Stored dataset items

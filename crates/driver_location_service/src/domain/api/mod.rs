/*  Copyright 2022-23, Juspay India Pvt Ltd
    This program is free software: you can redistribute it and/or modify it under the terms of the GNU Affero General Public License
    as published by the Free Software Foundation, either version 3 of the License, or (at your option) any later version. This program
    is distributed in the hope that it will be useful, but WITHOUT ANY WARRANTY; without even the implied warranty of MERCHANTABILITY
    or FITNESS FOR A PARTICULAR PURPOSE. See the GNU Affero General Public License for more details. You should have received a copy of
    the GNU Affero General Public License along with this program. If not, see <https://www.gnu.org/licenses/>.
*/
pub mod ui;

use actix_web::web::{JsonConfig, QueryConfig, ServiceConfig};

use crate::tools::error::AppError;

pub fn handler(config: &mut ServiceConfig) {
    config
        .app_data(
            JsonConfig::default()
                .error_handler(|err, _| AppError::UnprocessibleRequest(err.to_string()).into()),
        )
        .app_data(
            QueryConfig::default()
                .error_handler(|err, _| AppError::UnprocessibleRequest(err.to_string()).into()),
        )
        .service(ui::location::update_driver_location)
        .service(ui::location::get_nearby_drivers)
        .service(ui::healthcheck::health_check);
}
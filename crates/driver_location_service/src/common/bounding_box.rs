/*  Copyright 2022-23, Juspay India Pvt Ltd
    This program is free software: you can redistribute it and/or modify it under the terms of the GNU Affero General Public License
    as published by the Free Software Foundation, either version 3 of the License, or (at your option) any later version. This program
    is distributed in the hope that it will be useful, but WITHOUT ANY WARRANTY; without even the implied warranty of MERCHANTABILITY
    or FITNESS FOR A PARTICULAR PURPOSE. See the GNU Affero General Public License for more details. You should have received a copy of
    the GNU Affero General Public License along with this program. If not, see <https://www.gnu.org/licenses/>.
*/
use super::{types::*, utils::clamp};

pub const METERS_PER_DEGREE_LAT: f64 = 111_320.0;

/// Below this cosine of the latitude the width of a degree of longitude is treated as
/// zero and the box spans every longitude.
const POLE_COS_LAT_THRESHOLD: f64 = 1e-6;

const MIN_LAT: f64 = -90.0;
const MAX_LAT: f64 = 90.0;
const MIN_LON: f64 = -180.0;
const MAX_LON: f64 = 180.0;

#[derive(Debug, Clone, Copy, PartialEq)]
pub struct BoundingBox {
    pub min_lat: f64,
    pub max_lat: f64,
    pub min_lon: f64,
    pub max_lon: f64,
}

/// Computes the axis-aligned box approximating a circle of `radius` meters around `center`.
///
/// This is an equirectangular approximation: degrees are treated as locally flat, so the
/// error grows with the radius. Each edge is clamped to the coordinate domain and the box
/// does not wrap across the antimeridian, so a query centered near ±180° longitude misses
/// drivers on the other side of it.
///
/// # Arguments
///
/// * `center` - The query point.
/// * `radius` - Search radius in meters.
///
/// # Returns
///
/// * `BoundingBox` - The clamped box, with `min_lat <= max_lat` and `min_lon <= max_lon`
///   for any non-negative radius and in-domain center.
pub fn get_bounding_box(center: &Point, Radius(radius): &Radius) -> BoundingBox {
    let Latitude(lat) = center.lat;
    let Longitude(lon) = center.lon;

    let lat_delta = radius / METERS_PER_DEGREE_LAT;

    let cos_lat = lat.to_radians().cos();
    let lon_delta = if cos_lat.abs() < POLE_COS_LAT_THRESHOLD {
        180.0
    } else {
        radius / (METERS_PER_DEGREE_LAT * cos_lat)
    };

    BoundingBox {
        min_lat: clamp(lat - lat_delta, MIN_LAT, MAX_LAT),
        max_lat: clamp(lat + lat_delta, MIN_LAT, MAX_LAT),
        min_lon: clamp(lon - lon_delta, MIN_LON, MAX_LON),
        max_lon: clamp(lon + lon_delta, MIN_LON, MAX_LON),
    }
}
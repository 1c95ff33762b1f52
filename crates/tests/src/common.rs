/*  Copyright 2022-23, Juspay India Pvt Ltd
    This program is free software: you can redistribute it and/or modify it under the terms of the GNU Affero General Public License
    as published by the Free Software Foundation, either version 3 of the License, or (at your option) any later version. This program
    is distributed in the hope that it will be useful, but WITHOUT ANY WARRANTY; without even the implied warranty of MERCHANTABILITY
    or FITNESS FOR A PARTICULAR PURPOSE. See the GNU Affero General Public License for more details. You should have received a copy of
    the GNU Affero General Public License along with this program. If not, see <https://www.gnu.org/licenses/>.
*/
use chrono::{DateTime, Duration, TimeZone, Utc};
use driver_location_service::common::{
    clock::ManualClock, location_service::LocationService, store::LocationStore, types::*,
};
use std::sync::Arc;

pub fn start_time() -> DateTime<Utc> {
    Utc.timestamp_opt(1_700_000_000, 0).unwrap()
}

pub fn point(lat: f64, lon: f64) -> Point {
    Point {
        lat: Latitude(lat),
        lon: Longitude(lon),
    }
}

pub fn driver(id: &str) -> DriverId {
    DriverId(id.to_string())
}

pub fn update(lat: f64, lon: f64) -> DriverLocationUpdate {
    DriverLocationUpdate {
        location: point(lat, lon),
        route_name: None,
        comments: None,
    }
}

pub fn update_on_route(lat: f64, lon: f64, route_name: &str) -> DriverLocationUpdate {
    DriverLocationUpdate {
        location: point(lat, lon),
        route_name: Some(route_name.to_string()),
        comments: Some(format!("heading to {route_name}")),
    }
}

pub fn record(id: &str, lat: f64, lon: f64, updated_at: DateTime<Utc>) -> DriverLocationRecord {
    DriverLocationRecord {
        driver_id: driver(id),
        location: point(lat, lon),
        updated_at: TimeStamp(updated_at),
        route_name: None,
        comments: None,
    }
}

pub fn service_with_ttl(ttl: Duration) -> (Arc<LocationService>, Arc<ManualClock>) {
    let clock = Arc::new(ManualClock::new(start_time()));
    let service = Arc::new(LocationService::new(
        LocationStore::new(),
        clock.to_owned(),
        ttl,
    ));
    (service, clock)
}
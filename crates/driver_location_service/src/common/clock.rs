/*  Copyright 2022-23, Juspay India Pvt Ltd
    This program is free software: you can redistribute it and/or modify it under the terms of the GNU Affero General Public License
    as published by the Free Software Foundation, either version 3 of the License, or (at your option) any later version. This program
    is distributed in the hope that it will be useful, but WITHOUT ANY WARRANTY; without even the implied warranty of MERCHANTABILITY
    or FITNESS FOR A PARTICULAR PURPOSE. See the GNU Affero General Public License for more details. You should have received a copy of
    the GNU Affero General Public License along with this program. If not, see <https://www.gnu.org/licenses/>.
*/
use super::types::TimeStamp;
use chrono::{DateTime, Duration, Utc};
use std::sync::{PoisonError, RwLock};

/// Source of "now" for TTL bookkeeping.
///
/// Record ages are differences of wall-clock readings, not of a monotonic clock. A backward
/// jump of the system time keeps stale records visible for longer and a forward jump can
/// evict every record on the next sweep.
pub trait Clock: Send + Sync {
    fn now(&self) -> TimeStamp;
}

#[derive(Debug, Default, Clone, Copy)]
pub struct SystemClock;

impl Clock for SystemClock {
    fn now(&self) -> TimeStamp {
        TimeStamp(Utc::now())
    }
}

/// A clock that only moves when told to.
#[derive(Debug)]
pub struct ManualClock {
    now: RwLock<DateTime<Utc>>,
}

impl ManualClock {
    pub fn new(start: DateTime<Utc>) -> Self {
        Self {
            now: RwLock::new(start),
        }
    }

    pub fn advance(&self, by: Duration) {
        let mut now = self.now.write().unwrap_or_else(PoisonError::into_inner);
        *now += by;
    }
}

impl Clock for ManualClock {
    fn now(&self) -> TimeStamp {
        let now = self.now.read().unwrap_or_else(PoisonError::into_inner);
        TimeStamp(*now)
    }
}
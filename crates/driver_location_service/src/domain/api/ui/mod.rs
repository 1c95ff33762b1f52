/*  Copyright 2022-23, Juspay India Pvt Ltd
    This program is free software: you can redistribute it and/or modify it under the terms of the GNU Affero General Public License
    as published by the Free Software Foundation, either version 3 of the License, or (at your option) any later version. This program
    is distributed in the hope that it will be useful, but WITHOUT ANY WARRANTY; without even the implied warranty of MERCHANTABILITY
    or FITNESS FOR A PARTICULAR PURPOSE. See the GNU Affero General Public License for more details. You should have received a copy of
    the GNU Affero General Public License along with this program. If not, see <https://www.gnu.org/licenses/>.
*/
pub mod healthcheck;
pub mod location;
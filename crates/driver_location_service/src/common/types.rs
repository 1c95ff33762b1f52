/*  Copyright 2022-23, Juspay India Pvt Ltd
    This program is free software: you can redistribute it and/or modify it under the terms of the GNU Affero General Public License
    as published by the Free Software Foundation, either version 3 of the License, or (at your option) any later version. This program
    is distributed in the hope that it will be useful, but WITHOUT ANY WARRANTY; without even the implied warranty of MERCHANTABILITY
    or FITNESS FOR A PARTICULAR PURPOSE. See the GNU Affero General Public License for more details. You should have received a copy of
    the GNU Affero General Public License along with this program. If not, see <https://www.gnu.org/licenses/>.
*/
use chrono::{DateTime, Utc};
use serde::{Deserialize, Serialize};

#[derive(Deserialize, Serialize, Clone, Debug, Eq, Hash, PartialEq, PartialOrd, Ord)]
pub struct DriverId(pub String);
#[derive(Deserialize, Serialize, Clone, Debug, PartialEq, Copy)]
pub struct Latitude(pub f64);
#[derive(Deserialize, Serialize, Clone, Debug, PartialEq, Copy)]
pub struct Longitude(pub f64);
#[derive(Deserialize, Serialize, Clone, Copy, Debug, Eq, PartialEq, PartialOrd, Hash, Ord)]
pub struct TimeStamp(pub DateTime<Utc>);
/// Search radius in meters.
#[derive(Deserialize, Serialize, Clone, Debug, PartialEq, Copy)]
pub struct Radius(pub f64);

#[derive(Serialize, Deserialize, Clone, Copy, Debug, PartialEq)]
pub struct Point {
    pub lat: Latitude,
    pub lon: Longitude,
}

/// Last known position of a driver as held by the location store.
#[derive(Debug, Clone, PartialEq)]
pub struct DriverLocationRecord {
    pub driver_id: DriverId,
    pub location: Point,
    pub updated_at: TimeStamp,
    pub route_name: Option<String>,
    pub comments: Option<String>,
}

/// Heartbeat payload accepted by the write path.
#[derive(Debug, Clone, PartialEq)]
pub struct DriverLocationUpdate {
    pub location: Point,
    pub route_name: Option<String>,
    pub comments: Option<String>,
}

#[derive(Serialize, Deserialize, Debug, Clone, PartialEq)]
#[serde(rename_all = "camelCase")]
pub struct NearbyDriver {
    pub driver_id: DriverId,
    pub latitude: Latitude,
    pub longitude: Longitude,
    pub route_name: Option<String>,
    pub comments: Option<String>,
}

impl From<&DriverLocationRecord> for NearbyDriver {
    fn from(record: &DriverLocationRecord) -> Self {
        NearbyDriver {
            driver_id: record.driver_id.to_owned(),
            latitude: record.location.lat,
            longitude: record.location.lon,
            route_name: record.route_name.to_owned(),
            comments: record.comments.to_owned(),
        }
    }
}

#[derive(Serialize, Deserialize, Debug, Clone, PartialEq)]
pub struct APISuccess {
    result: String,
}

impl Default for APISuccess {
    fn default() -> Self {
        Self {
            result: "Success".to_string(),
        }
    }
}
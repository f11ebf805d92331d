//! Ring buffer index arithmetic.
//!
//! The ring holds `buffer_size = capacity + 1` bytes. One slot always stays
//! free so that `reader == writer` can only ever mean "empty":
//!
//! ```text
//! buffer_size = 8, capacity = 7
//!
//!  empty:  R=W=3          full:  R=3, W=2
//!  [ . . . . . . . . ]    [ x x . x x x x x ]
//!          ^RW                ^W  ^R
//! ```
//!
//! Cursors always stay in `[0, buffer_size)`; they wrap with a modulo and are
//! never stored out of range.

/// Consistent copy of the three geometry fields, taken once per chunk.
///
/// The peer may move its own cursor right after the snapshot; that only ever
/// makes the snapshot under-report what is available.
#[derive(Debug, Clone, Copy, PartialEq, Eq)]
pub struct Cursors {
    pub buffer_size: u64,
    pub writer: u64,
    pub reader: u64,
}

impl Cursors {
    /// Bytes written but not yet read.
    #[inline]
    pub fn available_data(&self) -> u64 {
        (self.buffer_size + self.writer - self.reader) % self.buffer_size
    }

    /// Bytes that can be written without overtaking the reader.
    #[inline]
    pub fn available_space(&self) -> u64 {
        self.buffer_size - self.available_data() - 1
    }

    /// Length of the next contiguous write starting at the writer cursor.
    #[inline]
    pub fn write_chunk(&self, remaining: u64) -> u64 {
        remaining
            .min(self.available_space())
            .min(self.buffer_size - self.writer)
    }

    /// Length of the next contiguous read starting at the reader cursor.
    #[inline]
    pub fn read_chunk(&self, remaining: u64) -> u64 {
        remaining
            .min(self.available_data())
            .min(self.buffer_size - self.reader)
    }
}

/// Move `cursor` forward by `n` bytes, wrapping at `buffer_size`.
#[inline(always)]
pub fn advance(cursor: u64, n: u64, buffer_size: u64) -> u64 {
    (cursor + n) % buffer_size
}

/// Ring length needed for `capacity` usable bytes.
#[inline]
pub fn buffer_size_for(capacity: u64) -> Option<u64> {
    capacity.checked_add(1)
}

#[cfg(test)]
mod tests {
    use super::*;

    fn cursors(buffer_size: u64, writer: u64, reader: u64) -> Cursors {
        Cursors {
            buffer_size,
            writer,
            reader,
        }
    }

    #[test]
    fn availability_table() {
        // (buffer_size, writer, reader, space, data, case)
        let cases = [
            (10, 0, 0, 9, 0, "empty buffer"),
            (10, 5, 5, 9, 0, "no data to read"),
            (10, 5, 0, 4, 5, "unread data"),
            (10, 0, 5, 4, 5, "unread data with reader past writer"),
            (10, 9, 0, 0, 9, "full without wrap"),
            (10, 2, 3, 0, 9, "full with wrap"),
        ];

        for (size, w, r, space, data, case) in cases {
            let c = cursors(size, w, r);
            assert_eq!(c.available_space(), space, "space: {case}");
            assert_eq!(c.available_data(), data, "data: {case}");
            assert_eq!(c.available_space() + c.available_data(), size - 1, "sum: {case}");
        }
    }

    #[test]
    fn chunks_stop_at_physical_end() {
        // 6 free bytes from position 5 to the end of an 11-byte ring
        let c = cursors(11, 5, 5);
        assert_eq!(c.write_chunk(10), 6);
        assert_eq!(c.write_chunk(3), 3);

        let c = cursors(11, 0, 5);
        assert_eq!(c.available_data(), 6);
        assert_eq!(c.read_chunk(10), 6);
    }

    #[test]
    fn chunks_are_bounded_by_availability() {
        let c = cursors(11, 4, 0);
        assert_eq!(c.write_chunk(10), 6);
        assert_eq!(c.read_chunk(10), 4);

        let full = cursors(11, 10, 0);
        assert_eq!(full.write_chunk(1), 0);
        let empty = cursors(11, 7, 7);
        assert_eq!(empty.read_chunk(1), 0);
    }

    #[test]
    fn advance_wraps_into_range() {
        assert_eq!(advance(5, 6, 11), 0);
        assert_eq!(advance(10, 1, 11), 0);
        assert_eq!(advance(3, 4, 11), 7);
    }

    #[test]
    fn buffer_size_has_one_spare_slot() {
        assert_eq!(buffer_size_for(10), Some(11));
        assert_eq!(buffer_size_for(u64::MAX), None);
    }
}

■ Problem details: When a line of the data holds the string "writer", pick it out and copy it.

■ Reply to the exercise:
//! free so that `reader == writer` can only ever mean "empty":
    pub writer: u64,
        (self.buffer_size + self.writer - self.reader) % self.buffer_size
    /// Length of the next contiguous write starting at the writer cursor.
            .min(self.buffer_size - self.writer)
    fn cursors(buffer_size: u64, writer: u64, reader: u64) -> Cursors {
            writer,
        // (buffer_size, writer, reader, space, data, case)
            (10, 0, 5, 4, 5, "unread data with reader past writer"),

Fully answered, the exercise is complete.